[Opening Information shown section]
//! Attraction towards an implicit surface.
//!
//! [`ImplicitSurfaceDistance`] pulls every point along its normal towards the
//! zero level set of a signed distance function (negative inside, positive
//! outside). Points further away move faster; a point on the surface feels
//! no force until another term displaces it again.

use std::fmt;

use nalgebra::{Point3, Vector3};
use rayon::prelude::*;

use super::{add_weighted_gradient, is_stale, store_field, EnergyTerm};
use crate::error::Result;
use crate::mesh::{FieldSpec, SurfaceMesh};

/// Point-data name of the sampled distances, prefixed by the term name.
pub const DISTANCE: &str = "Distance";

/// A signed distance function, negative inside and positive outside.
pub trait DistanceField: Send + Sync {
    /// Signed distance of `p` to the surface.
    fn distance(&self, p: &Point3<f64>) -> f64;
}

impl<F> DistanceField for F
where
    F: Fn(&Point3<f64>) -> f64 + Send + Sync,
{
    fn distance(&self, p: &Point3<f64>) -> f64 {
        self(p)
    }
}

/// Signed distance to a sphere.
#[derive(Debug, Clone, Copy, PartialEq)]
pub struct Sphere {
    /// Center of the sphere.
    pub center: Point3<f64>,
    /// Radius of the sphere.
    pub radius: f64,
}

impl Sphere {
    /// Create a sphere.
    pub fn new(center: Point3<f64>, radius: f64) -> Self {
        Self { center, radius }
    }
}

impl DistanceField for Sphere {
    fn distance(&self, p: &Point3<f64>) -> f64 {
        (p - self.center).norm() - self.radius
    }
}

/// Force attracting the surface towards the zero level set of a distance field.
///
/// # Example
///
/// ```
/// use sculpt::energy::{EnergyTerm, ImplicitSurfaceDistance};
/// use sculpt::energy::implicit_distance::Sphere;
/// use sculpt::mesh::SurfaceMesh;
/// use nalgebra::Point3;
///
/// let points = vec![
///     Point3::new(2.0, 0.0, 0.0),
///     Point3::new(0.0, 2.0, 0.0),
///     Point3::new(0.0, 0.0, 2.0),
/// ];
/// let mut mesh = SurfaceMesh::from_triangles(points, vec![[0, 1, 2]]).unwrap();
///
/// let mut term = ImplicitSurfaceDistance::new("target", 1.0, Sphere::new(Point3::origin(), 1.0));
/// term.initialize(&mut mesh).unwrap();
/// term.update(&mut mesh, false);
/// assert!((term.evaluate(&mesh) - 1.0).abs() < 1e-12);
/// ```
pub struct ImplicitSurfaceDistance {
    name: String,
    weight: f64,
    field: Box<dyn DistanceField>,
    max_distance: f64,
    distance: FieldSpec,
    forces: Vec<Vector3<f64>>,
}

impl ImplicitSurfaceDistance {
    /// Create a term attracting towards the zero level set of `field`.
    pub fn new(name: impl Into<String>, weight: f64, field: impl DistanceField + 'static) -> Self {
        Self {
            name: name.into(),
            weight,
            field: Box::new(field),
            max_distance: 0.0,
            distance: FieldSpec::private(DISTANCE),
            forces: Vec::new(),
        }
    }

    /// Limit the force magnitude to `max_distance` (no limit when ≤ 0).
    pub fn with_max_distance(mut self, max_distance: f64) -> Self {
        self.max_distance = max_distance;
        self
    }

    /// Force magnitude limit; zero or less means unlimited.
    pub fn max_distance(&self) -> f64 {
        self.max_distance
    }

    /// Point-data key of the sampled distances.
    pub fn distance_key(&self) -> String {
        self.distance.key(&self.name)
    }

    fn clamp(&self, d: f64) -> f64 {
        if self.max_distance > 0.0 {
            d.clamp(-self.max_distance, self.max_distance)
        } else {
            d
        }
    }
}

impl fmt::Debug for ImplicitSurfaceDistance {
    fn fmt(&self, f: &mut fmt::Formatter<'_>) -> fmt::Result {
        f.debug_struct("ImplicitSurfaceDistance")
            .field("name", &self.name)
            .field("weight", &self.weight)
            .field("max_distance", &self.max_distance)
            .finish_non_exhaustive()
    }
}

impl EnergyTerm for ImplicitSurfaceDistance {
    fn name(&self) -> &str {
        &self.name
    }

    fn weight(&self) -> f64 {
        self.weight
    }

    fn set_weight(&mut self, weight: f64) {
        self.weight = weight;
    }

    fn initialize(&mut self, mesh: &mut SurfaceMesh) -> Result<()> {
        let n = mesh.num_points();
        mesh.point_data_mut().declare(&self.name, &self.distance, n)?;
        self.forces.clear();
        self.forces.resize(n, Vector3::zeros());
        Ok(())
    }

    fn update(&mut self, mesh: &mut SurfaceMesh, _gradient: bool) {
        if mesh.num_points() == 0 || !is_stale(mesh, &self.name, &self.distance) {
            return;
        }
        let field = &self.field;
        let distances: Vec<f64> = mesh.points().par_iter().map(|p| field.distance(p)).collect();
        log::debug!("{}: sampled distance at {} points", self.name, distances.len());
        if let Err(err) = store_field(mesh, &self.name, &self.distance, distances) {
            log::warn!("{}: failed to store distances: {}", self.name, err);
        }
    }

    fn evaluate(&self, mesh: &SurfaceMesh) -> f64 {
        let n = mesh.num_points();
        if n == 0 {
            return 0.0;
        }
        let Some(distances) = mesh.point_data().values(&self.distance_key()) else {
            return 0.0;
        };
        distances.par_iter().map(|d| d.abs()).sum::<f64>() / n as f64
    }

    fn evaluate_gradient(&mut self, mesh: &SurfaceMesh, gradient: &mut [f64], step: f64, weight: f64) {
        let n = mesh.num_points();
        if n == 0 {
            return;
        }
        self.forces.clear();
        self.forces.resize(n, Vector3::zeros());

        let key = self.distance_key();
        let Some(distances) = mesh.point_data().values(&key).filter(|d| d.len() == n) else {
            log::warn!("{}: distances not available, no force", self.name);
            return;
        };
        if !mesh.has_current_normals() {
            log::warn!("{}: surface normals not computed, no force", self.name);
            return;
        }

        let normals = mesh.normals();
        let status = mesh.status();
        let this = &*self;
        let forces: Vec<Vector3<f64>> = (0..n)
            .into_par_iter()
            .map(|i| {
                if status.is_some_and(|s| s[i] == 0.0) {
                    Vector3::zeros()
                } else {
                    this.clamp(distances[i]) * normals[i]
                }
            })
            .collect();
        self.forces = forces;

        add_weighted_gradient(gradient, &self.forces, step * weight / n as f64);
    }
}

#[cfg(test)]
mod tests {
    use super::*;
    use crate::mesh::fixtures::icosphere;

    fn unit_sphere() -> Sphere {
        Sphere::new(Point3::origin(), 1.0)
    }

    #[test]
    fn test_closure_field() {
        let plane = |p: &Point3<f64>| p.z;
        assert_eq!(plane.distance(&Point3::new(1.0, 2.0, 3.0)), 3.0);
    }

    #[test]
    fn test_private_field_key() {
        let mut mesh = icosphere(0, 2.0);
        let mut term = ImplicitSurfaceDistance::new("outer", 1.0, unit_sphere());
        term.initialize(&mut mesh).unwrap();
        assert_eq!(term.distance_key(), "outer/Distance");
        assert!(mesh.point_data().contains("outer/Distance"));
    }

    #[test]
    fn test_evaluate_mean_distance() {
        let mut mesh = icosphere(1, 3.0);
        let mut term = ImplicitSurfaceDistance::new("d", 1.0, unit_sphere());
        term.initialize(&mut mesh).unwrap();
        term.update(&mut mesh, true);
        assert!((term.evaluate(&mesh) - 2.0).abs() < 1e-9);
    }

    #[test]
    fn test_gradient_points_away_from_target() {
        let mut mesh = icosphere(1, 2.0);
        mesh.update_normals();
        let mut term = ImplicitSurfaceDistance::new("d", 1.0, unit_sphere());
        term.initialize(&mut mesh).unwrap();
        term.update(&mut mesh, true);

        let mut gradient = vec![0.0; 3 * mesh.num_points()];
        term.evaluate_gradient(&mesh, &mut gradient, 1.0, 1.0);
        for i in 0..mesh.num_points() {
            let g = Vector3::new(gradient[3 * i], gradient[3 * i + 1], gradient[3 * i + 2]);
            assert!(g.dot(&mesh.position(i).coords) > 0.0);
        }
    }

    #[test]
    fn test_max_distance_limits_force() {
        let mut mesh = icosphere(0, 5.0);
        mesh.update_normals();
        let mut term =
            ImplicitSurfaceDistance::new("d", 1.0, unit_sphere()).with_max_distance(0.5);
        term.initialize(&mut mesh).unwrap();
        term.update(&mut mesh, true);

        let mut gradient = vec![0.0; 3 * mesh.num_points()];
        term.evaluate_gradient(&mesh, &mut gradient, 1.0, 1.0);
        for f in term.forces.iter() {
            assert!((f.norm() - 0.5).abs() < 1e-9);
        }
    }

    #[test]
    fn test_distances_resampled_after_move() {
        let mut mesh = icosphere(0, 2.0);
        let mut term = ImplicitSurfaceDistance::new("d", 1.0, unit_sphere());
        term.initialize(&mut mesh).unwrap();
        term.update(&mut mesh, true);
        let before = term.evaluate(&mesh);

        let inward = -mesh.position(0).coords * 0.5;
        mesh.displace(0, &inward);
        term.update(&mut mesh, true);
        assert!(term.evaluate(&mesh) < before);
    }
}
[Closing Information shown section]
**Work to be completed:** Determine how many lines in the data include "icosphere", and let the answer be that number alone.

**Answer to the problem:** 6